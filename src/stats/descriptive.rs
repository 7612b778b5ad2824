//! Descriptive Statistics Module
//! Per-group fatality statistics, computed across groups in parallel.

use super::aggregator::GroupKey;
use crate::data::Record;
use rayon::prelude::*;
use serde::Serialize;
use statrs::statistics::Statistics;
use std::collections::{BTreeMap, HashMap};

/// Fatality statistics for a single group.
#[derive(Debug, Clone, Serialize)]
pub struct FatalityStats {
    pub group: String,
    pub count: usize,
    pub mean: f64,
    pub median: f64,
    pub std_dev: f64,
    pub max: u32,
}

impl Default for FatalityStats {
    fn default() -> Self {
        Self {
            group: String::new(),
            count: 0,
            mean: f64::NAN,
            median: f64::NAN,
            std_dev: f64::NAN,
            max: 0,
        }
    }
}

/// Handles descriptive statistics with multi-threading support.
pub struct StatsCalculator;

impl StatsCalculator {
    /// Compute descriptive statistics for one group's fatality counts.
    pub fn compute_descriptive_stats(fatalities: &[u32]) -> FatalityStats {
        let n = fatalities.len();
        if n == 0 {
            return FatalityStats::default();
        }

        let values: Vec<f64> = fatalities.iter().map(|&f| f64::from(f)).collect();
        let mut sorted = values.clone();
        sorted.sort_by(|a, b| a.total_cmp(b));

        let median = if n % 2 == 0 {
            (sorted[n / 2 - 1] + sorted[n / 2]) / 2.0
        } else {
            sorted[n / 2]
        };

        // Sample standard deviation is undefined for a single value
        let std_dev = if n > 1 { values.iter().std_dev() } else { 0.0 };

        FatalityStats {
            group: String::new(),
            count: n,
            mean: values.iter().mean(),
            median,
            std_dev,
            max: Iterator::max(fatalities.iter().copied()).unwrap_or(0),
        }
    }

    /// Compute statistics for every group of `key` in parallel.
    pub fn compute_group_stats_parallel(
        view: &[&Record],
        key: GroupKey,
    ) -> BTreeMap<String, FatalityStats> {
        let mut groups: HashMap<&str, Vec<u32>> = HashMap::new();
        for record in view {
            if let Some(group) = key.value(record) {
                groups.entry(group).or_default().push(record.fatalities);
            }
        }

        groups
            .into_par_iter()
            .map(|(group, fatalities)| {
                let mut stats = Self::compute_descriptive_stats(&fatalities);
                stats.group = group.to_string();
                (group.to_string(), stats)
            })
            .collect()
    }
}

= ACTIVITY =
Copy out, from the listing above, every line that contains the string "Self".

= EXERCISE SOLUTION =
    fn default() -> Self {
        Self {
                let mut stats = Self::compute_descriptive_stats(&fatalities);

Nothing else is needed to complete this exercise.